Speaking of the touch screen controls, I thought they worked quite beautifully. The shortcuts on the side of the touch screen were great ways to quickly access equipment, techs, and, most importantly, a way to switch your party. So when you’re gaining AP and you want to throw Ayla in there, it’s easy to do that without having to go through the menu screen. In addition to the shortcuts, while I didn’t do it often, it is very easy to navigate and execute battles with the touchscreen. I thought the touchscreen navigation, as well as the ability to turn it off, was perfect and could not be better.
The only negative I have to include was the massive disappointment with the “bonus content.” The additional dungeon did nothing for my experience with the game, and the monster arena was poor, very poor in fact. I wasn’t expecting a level of sophistication seen in Dragon Quest VIII, but there is really no reason to ever start training your monster in the first place, and that’s a sign of bad content.
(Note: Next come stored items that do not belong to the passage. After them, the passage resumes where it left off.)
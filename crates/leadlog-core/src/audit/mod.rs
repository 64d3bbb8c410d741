//! Append-only audit log.
//!
//! Every state-affecting write records an entry keyed by an [`EntityRef`].
//! Entries store their payloads as raw JSON text; see [`payload`] for the
//! typed view and [`store`] for reads and writes.

pub mod payload;
pub mod store;

use chrono::{DateTime, Utc};
use serde::{Deserialize, Serialize};
use std::{fmt, str::FromStr};

use crate::model::{AuditEntryId, EntityRef, ParseEnumError};

pub use payload::{AuditPayload, PayloadError, StateChangePayload, StateKey, UNKNOWN_STATE};
pub use store::{AuditFilter, AuditOrder};

/// Kind of change an entry records. This engine only writes `Update`.
#[derive(Debug, Clone, Copy, PartialEq, Eq, Hash, Serialize, Deserialize)]
#[serde(rename_all = "UPPERCASE")]
pub enum AuditAction {
    Insert,
    Update,
    Delete,
}

impl AuditAction {
    #[must_use]
    pub const fn as_str(self) -> &'static str {
        match self {
            Self::Insert => "INSERT",
            Self::Update => "UPDATE",
            Self::Delete => "DELETE",
        }
    }
}

impl fmt::Display for AuditAction {
    fn fmt(&self, f: &mut fmt::Formatter<'_>) -> fmt::Result {
        f.write_str(self.as_str())
    }
}

impl FromStr for AuditAction {
    type Err = ParseEnumError;

    fn from_str(s: &str) -> Result<Self, Self::Err> {
        match s.trim().to_ascii_uppercase().as_str() {
            "INSERT" => Ok(Self::Insert),
            "UPDATE" => Ok(Self::Update),
            "DELETE" => Ok(Self::Delete),
            _ => Err(ParseEnumError {
                expected: "audit action",
                got: s.to_string(),
            }),
        }
    }
}

/// A stored audit entry.
#[derive(Debug, Clone, PartialEq, Eq, Serialize)]
pub struct AuditEntry {
    pub id: AuditEntryId,
    pub entity: EntityRef,
    pub action: AuditAction,
    pub actor: String,
    /// Raw "before" payload text, if one was recorded.
    pub before: Option<String>,
    /// Raw "after" payload text.
    pub after: String,
    pub created_at: DateTime<Utc>,
}

impl AuditEntry {
    /// Parse the "after" payload.
    ///
    /// # Errors
    ///
    /// Returns [`PayloadError`] if the stored text cannot be read.
    pub fn after_payload(&self) -> Result<AuditPayload, PayloadError> {
        AuditPayload::parse(&self.after)
    }

    /// Parse the "before" payload, if any.
    ///
    /// # Errors
    ///
    /// Returns [`PayloadError`] if the stored text cannot be read.
    pub fn before_payload(&self) -> Result<Option<AuditPayload>, PayloadError> {
        self.before.as_deref().map(AuditPayload::parse).transpose()
    }
}

/// An entry about to be appended.
#[derive(Debug, Clone, PartialEq, Eq)]
pub struct NewAuditEntry {
    pub entity: EntityRef,
    pub action: AuditAction,
    pub actor: String,
    pub before: Option<String>,
    pub after: String,
    pub created_at: DateTime<Utc>,
}

impl NewAuditEntry {
    /// Build an `UPDATE` entry from typed payloads.
    ///
    /// # Errors
    ///
    /// Returns an error if either payload fails to serialize.
    pub fn update(
        entity: EntityRef,
        actor: &str,
        before: Option<&AuditPayload>,
        after: &AuditPayload,
        created_at: DateTime<Utc>,
    ) -> Result<Self, serde_json::Error> {
        Ok(Self {
            entity,
            action: AuditAction::Update,
            actor: actor.to_string(),
            before: before.map(AuditPayload::to_json).transpose()?,
            after: after.to_json()?,
            created_at,
        })
    }

    /// The stored form of this entry once it has been assigned `id`.
    #[must_use]
    pub fn into_stored(self, id: AuditEntryId) -> AuditEntry {
        AuditEntry {
            id,
            entity: self.entity,
            action: self.action,
            actor: self.actor,
            before: self.before,
            after: self.after,
            created_at: self.created_at,
        }
    }
}
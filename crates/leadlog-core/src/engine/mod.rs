//! The lead lifecycle engine.
//!
//! [`Engine`] bundles the configuration, clock, dedup guard, and transition
//! table that every write path needs. Public operations take a
//! `&mut Connection` and run inside one SQLite transaction; the `*_in`
//! variants take a `&Connection` (usually a `Transaction`) so workflows can
//! compose them inside a single unit of work.

pub mod dispatch;
pub mod rejection;
pub mod state_machine;

use chrono::{DateTime, Utc};
use std::fmt;
use std::sync::Arc;

use crate::clock::{Clock, SystemClock};
use crate::config::EngineConfig;
use crate::dedup::DedupGuard;
use crate::transition::{TableError, TransitionTable};

pub use dispatch::{ActionTaken, CommentOutcome, CommentRequest, RejectionDetails, ReminderRequest};
pub use rejection::{RejectionOutcome, RejectionRequest};
pub use state_machine::{AppliedTransition, TransitionReason};

pub struct Engine {
    pub(crate) config: EngineConfig,
    pub(crate) clock: Arc<dyn Clock>,
    pub(crate) dedup: DedupGuard,
    pub(crate) table: TransitionTable,
}

impl fmt::Debug for Engine {
    fn fmt(&self, f: &mut fmt::Formatter<'_>) -> fmt::Result {
        f.debug_struct("Engine")
            .field("config", &self.config)
            .field("dedup", &self.dedup)
            .finish_non_exhaustive()
    }
}

impl Engine {
    #[must_use]
    pub fn new(config: EngineConfig, clock: Arc<dyn Clock>) -> Self {
        let dedup = DedupGuard::from_config(&config.dedup);
        Self {
            config,
            clock,
            dedup,
            table: TransitionTable::standard(),
        }
    }

    #[must_use]
    pub fn with_system_clock(config: EngineConfig) -> Self {
        Self::new(config, Arc::new(SystemClock))
    }

    /// Swap in a custom transition table.
    ///
    /// # Errors
    ///
    /// Returns [`TableError`] if the table fails its self-check.
    pub fn with_table(mut self, table: TransitionTable) -> Result<Self, TableError> {
        table.validate()?;
        self.table = table;
        Ok(self)
    }

    #[must_use]
    pub const fn config(&self) -> &EngineConfig {
        &self.config
    }

    #[must_use]
    pub const fn table(&self) -> &TransitionTable {
        &self.table
    }

    #[must_use]
    pub fn now(&self) -> DateTime<Utc> {
        self.clock.now()
    }
}

#[cfg(test)]
pub(crate) mod test_support {
    use super::Engine;
    use crate::clock::ManualClock;
    use crate::config::EngineConfig;
    use chrono::{DateTime, TimeZone, Utc};
    use std::sync::Arc;

    pub fn t0() -> DateTime<Utc> {
        Utc.with_ymd_and_hms(2024, 3, 1, 9, 0, 0).single().expect("valid t0")
    }

    pub fn engine_at(start: DateTime<Utc>) -> (Engine, Arc<ManualClock>) {
        let clock = Arc::new(ManualClock::new(start));
        let engine = Engine::new(EngineConfig::default(), clock.clone());
        (engine, clock)
    }
}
With the amazing New Game + feature, I thought Square Enix had the opportunity to do something great with additional dungeons, but, I guess that is for another time.
The End of Time
I’ll always be biased toward a certain time in my life when games were larger than their graphical bits and life moved without Blackberries, instant messaging, or even RPGFan. I’ll always think back to my 14th Birthday and my seemingly endless quest toward a game. In the end, I found Chrono Trigger: a brilliant title that not only changed the RPG world forever, but seemed to stop time for a certain 14 year old. While the DS can do more than the SNES could almost 15 years ago, this version of Chrono Trigger is definitively basic and could keep you entertained forever.